#### SOURCE DATA

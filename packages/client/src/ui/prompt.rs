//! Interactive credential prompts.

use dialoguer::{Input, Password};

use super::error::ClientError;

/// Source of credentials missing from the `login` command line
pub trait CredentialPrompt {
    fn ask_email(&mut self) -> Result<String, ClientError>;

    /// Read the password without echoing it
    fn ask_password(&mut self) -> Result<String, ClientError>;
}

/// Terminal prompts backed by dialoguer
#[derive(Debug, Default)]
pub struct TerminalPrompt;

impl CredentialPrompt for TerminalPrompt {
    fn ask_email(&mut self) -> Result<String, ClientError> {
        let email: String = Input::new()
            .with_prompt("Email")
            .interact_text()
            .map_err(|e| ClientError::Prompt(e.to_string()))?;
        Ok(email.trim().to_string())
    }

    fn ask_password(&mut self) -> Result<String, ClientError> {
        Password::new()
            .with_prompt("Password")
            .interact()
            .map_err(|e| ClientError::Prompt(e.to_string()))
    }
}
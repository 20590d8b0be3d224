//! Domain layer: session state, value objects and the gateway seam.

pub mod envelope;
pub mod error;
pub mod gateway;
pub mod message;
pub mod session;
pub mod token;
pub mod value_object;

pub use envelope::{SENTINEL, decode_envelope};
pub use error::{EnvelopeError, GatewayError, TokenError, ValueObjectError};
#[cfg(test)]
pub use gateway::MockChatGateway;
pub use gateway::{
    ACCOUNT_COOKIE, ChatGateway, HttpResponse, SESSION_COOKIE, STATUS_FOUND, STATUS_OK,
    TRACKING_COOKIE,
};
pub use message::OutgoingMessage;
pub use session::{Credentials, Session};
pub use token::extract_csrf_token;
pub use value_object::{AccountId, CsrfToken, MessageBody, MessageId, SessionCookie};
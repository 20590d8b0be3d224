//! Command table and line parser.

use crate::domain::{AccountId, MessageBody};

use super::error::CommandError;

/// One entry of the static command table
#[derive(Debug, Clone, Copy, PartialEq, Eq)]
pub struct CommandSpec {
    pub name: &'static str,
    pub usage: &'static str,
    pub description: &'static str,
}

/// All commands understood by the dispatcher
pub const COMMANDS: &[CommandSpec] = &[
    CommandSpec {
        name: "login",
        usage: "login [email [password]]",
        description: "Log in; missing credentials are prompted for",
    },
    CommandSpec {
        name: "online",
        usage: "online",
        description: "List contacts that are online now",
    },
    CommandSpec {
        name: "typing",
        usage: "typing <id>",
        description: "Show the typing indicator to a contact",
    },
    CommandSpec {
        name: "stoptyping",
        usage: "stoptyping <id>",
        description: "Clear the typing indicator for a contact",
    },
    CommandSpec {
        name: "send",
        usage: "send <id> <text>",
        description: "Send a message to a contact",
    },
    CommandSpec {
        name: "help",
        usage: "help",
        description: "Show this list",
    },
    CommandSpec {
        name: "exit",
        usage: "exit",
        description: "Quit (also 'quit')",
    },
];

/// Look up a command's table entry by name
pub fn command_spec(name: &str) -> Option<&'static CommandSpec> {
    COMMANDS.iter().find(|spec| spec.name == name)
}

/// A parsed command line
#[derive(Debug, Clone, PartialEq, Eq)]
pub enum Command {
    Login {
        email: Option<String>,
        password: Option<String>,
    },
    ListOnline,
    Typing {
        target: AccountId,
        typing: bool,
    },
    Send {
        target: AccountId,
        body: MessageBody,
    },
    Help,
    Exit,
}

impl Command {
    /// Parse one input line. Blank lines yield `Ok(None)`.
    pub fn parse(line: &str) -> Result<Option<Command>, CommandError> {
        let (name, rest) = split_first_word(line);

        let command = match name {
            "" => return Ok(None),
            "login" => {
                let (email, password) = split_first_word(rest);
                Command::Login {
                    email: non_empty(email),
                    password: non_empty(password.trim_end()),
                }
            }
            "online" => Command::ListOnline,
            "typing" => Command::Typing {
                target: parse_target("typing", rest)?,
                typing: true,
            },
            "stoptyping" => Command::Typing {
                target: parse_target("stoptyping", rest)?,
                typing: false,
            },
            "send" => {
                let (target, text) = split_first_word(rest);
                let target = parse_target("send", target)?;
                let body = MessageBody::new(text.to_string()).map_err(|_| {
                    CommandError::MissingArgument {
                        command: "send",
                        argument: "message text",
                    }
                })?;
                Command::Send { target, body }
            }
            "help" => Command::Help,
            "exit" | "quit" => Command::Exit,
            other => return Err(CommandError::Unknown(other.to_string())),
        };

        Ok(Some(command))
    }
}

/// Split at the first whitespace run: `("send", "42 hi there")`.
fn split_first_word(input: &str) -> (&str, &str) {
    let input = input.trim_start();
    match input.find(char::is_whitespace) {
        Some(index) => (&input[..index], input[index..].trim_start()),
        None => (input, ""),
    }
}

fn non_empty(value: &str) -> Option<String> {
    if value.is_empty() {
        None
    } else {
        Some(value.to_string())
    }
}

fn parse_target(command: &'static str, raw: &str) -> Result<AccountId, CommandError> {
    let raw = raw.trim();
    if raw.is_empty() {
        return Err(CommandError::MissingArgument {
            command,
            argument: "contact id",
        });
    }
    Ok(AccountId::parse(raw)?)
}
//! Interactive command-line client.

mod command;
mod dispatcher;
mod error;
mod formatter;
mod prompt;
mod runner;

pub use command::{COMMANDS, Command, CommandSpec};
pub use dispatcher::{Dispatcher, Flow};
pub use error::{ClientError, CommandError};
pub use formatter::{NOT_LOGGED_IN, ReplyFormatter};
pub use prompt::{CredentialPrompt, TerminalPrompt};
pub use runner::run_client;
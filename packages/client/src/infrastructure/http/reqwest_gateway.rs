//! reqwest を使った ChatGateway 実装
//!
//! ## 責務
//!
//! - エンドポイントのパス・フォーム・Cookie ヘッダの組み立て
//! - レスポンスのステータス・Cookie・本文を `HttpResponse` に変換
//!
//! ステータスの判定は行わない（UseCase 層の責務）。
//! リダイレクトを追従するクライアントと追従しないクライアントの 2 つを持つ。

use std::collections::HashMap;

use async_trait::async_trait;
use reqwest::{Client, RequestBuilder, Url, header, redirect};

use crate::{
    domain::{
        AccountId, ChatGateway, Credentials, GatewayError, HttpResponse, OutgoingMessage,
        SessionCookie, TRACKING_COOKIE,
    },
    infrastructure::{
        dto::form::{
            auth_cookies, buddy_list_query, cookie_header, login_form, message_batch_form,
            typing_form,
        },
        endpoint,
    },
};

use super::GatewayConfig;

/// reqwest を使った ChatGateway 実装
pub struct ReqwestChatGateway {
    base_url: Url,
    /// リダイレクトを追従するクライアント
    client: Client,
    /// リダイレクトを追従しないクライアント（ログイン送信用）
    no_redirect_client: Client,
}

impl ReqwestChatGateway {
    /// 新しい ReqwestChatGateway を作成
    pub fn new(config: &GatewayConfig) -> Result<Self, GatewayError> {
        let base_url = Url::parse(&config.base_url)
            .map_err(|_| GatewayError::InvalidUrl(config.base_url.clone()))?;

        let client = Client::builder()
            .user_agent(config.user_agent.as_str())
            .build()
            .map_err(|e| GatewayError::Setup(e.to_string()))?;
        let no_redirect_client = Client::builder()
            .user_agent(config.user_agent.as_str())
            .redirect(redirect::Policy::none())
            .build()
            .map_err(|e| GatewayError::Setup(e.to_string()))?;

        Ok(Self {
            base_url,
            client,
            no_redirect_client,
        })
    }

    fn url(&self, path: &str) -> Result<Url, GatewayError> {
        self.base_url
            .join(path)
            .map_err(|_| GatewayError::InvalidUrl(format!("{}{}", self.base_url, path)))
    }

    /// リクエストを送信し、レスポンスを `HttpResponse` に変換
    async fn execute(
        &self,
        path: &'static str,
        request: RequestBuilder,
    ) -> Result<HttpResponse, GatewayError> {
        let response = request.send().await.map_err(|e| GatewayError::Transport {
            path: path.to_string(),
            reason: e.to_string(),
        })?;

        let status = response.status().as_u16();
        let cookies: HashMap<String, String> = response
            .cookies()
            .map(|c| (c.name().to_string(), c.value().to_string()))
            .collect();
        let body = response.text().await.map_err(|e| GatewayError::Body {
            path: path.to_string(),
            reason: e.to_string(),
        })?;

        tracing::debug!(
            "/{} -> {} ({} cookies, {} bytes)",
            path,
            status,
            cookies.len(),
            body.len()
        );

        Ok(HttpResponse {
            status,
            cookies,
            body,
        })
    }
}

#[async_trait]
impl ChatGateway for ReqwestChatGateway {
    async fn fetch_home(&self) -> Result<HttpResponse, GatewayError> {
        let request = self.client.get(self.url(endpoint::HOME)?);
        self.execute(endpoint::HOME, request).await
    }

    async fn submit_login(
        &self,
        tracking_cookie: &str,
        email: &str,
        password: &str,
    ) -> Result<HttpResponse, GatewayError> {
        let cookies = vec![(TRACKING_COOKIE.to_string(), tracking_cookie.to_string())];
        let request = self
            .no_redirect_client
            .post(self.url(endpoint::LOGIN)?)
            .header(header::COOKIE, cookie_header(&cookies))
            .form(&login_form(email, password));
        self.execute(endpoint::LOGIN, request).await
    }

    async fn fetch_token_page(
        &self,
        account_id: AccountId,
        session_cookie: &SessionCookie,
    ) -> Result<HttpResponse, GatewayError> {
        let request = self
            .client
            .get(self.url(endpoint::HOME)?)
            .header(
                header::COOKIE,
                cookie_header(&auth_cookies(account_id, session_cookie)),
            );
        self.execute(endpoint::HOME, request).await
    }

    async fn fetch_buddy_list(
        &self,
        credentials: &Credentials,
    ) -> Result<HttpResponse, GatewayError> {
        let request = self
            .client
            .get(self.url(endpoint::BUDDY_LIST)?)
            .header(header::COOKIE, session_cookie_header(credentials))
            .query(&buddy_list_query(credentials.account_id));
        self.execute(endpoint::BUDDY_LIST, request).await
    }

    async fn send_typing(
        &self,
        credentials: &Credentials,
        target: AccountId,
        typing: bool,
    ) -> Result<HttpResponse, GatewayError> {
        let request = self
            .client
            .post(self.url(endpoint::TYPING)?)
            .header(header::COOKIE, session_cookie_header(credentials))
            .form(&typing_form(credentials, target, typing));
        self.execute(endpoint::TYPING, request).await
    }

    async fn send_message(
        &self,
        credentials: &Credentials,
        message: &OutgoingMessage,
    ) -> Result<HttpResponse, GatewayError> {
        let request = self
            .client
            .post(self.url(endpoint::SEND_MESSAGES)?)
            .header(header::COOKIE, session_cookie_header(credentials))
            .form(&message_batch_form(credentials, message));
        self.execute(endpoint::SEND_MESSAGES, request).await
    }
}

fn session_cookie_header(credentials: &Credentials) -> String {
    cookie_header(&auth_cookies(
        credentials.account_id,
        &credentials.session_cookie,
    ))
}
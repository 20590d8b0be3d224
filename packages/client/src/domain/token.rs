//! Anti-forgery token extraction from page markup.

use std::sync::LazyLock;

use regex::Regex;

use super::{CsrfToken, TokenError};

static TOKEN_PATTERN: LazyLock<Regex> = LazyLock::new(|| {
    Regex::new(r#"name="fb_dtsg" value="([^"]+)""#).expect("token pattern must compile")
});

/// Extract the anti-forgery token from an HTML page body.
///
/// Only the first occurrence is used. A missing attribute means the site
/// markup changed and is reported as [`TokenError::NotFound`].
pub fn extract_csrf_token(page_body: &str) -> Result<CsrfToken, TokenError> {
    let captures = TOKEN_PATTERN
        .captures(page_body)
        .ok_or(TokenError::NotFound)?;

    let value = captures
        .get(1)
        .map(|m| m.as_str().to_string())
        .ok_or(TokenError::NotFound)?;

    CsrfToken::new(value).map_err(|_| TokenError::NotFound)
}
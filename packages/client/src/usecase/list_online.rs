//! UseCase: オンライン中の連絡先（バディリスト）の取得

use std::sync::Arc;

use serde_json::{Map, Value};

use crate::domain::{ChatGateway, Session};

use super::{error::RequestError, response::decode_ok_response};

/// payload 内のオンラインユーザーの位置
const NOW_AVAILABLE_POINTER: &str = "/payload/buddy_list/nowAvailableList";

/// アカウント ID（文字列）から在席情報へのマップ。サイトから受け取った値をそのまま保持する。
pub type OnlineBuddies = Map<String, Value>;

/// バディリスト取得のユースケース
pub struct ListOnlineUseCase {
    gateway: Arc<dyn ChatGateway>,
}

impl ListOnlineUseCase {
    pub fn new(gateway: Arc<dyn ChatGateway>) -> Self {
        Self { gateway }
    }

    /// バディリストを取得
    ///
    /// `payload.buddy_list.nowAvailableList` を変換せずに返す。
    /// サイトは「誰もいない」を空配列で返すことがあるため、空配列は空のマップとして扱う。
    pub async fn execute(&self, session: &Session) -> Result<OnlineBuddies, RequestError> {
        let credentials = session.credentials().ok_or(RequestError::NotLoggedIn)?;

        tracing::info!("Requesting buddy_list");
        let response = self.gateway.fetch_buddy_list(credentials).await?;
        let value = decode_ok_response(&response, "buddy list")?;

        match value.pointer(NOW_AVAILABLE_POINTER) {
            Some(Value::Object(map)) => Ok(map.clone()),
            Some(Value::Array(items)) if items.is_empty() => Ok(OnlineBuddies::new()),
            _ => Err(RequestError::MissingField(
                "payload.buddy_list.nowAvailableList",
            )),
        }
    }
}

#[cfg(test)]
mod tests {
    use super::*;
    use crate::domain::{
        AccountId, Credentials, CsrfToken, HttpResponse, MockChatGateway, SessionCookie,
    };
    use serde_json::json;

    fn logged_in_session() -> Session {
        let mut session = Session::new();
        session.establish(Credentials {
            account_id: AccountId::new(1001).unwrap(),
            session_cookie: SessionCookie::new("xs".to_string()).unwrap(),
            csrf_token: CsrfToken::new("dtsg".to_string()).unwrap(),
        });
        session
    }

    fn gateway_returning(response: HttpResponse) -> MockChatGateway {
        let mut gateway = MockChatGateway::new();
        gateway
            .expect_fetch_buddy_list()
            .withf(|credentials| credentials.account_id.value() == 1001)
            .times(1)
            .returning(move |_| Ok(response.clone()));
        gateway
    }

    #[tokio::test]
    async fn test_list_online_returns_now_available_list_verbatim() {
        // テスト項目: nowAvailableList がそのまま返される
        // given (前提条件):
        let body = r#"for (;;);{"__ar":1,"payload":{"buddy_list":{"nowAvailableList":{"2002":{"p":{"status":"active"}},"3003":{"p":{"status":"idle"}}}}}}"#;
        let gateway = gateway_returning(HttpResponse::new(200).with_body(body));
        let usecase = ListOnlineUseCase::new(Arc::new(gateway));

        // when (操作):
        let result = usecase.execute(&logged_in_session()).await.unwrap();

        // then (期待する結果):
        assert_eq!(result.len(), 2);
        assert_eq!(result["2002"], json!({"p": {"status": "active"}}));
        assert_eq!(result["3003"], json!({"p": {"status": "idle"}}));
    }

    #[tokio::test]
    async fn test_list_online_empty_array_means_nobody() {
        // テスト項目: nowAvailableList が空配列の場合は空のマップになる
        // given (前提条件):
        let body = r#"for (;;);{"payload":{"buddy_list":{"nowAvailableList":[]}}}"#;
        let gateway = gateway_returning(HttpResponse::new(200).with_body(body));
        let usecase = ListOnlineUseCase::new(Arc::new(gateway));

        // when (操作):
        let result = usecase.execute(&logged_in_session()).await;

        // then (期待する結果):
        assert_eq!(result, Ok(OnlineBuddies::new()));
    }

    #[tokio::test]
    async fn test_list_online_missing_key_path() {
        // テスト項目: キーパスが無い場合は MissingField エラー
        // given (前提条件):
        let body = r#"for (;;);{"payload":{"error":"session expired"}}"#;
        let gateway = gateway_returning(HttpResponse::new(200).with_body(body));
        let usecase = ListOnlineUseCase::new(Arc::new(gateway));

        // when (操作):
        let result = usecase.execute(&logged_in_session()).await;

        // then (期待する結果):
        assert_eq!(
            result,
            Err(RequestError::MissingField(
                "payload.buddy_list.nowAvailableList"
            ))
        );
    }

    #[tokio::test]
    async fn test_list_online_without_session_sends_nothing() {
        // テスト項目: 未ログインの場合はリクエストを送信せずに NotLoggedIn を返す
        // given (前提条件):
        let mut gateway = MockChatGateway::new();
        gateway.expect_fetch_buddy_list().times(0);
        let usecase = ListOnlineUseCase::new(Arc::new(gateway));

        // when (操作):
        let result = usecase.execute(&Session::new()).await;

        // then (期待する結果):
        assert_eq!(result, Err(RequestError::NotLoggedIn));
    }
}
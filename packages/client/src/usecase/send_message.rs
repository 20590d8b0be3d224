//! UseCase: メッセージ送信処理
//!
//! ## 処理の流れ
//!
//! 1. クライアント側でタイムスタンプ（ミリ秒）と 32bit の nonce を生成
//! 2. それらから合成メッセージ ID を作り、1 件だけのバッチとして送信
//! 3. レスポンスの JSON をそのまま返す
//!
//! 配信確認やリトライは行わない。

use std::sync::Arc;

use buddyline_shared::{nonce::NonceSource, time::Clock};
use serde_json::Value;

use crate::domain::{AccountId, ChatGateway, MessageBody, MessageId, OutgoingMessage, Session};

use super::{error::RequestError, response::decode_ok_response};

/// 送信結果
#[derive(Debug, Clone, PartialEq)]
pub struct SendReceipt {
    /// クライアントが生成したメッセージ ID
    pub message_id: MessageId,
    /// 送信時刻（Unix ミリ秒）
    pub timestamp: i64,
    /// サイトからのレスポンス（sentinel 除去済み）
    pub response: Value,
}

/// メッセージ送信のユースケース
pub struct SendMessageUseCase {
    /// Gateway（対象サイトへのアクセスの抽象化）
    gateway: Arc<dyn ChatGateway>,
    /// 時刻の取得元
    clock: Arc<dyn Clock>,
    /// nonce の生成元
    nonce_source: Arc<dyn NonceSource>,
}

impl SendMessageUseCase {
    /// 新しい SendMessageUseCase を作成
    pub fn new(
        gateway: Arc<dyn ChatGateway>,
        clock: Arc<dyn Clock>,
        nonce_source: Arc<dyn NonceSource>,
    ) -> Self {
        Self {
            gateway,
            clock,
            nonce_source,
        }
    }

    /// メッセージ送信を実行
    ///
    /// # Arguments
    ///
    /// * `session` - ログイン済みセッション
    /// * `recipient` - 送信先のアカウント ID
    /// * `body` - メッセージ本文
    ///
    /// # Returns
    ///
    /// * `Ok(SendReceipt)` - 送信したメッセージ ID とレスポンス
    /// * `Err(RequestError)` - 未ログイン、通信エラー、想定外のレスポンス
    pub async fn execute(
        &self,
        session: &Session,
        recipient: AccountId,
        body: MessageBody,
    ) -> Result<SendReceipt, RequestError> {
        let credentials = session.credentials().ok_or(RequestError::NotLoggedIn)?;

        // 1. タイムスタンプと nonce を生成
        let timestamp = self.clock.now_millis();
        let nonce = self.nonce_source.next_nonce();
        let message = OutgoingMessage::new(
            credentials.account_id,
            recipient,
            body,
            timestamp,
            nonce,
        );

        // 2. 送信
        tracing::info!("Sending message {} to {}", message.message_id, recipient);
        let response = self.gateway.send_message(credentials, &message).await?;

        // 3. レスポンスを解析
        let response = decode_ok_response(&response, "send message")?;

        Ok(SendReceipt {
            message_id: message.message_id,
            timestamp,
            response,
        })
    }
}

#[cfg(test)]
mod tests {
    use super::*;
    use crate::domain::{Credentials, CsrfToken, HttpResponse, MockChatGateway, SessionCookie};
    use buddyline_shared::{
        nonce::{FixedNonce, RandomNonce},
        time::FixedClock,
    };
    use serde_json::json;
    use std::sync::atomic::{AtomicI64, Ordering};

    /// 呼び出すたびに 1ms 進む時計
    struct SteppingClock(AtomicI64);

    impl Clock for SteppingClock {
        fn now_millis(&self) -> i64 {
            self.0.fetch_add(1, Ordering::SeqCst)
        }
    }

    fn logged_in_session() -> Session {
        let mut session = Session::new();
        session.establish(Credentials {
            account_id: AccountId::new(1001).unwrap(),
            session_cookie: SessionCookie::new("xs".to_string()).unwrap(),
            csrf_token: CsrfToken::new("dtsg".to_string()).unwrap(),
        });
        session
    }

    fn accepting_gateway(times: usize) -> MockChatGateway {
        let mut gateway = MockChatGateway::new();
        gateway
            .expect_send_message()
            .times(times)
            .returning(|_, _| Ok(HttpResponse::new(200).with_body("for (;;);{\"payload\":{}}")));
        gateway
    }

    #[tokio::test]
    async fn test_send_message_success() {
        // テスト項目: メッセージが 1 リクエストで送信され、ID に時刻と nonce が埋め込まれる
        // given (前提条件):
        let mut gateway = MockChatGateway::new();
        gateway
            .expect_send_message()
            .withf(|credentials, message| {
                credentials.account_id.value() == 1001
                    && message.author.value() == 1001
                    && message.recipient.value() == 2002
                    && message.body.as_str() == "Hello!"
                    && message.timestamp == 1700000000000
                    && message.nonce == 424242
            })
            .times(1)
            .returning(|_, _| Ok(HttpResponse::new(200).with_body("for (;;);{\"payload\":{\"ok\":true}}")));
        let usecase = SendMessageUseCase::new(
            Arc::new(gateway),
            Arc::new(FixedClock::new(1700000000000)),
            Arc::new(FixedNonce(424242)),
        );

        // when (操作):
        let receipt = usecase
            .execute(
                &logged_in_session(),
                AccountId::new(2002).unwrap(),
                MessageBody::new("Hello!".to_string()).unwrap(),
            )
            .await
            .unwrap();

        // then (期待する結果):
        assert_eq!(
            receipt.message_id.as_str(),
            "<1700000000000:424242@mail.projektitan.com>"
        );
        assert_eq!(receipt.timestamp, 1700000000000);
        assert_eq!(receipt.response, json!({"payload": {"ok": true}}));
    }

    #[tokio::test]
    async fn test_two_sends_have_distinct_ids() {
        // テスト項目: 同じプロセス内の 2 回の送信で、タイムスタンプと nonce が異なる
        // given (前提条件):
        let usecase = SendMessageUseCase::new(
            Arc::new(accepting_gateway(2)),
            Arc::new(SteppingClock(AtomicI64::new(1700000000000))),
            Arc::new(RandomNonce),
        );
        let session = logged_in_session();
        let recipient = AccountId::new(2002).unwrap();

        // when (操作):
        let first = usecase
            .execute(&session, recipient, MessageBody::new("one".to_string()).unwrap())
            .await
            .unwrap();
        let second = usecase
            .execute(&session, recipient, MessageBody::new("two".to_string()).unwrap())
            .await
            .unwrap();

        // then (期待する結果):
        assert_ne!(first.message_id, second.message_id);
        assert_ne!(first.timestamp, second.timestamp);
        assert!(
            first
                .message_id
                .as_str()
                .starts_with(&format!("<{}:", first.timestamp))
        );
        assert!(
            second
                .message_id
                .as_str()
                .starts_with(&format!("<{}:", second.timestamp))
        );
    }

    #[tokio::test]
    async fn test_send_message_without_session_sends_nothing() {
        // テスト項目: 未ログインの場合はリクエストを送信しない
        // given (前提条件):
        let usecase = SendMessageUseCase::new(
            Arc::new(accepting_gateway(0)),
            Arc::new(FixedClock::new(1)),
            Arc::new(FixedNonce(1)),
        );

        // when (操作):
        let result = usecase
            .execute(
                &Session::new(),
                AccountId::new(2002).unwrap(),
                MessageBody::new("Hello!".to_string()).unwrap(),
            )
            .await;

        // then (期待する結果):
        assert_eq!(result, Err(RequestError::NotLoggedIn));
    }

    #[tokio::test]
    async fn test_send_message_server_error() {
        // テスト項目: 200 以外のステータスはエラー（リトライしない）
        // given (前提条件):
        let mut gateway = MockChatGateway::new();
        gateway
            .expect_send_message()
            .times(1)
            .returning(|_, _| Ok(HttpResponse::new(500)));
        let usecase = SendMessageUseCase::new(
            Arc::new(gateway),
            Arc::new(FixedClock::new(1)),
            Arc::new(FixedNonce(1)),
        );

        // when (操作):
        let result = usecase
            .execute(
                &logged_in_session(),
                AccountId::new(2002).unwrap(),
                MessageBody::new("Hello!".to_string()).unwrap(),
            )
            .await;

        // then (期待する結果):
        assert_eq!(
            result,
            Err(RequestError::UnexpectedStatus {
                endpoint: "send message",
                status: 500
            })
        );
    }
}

########

What is needed is an exact copy of the entries from their first line down to the line with "pub mod message;", that line included, and nothing beyond it.

filename packages/client/src/ui/prompt.rs
//! Interactive credential prompts.

use dialoguer::{Input, Password};

use super::error::ClientError;

/// Source of credentials missing from the `login` command line
pub trait CredentialPrompt {
    fn ask_email(&mut self) -> Result<String, ClientError>;

    /// Read the password without echoing it
    fn ask_password(&mut self) -> Result<String, ClientError>;
}

/// Terminal prompts backed by dialoguer
#[derive(Debug, Default)]
pub struct TerminalPrompt;

impl CredentialPrompt for TerminalPrompt {
    fn ask_email(&mut self) -> Result<String, ClientError> {
        let email: String = Input::new()
            .with_prompt("Email")
            .interact_text()
            .map_err(|e| ClientError::Prompt(e.to_string()))?;
        Ok(email.trim().to_string())
    }

    fn ask_password(&mut self) -> Result<String, ClientError> {
        Password::new()
            .with_prompt("Password")
            .interact()
            .map_err(|e| ClientError::Prompt(e.to_string()))
    }
}
repository 20590d8b0be3d224
//! Domain layer: session state, value objects and the gateway seam.

pub mod envelope;
pub mod error;
pub mod gateway;
pub mod message;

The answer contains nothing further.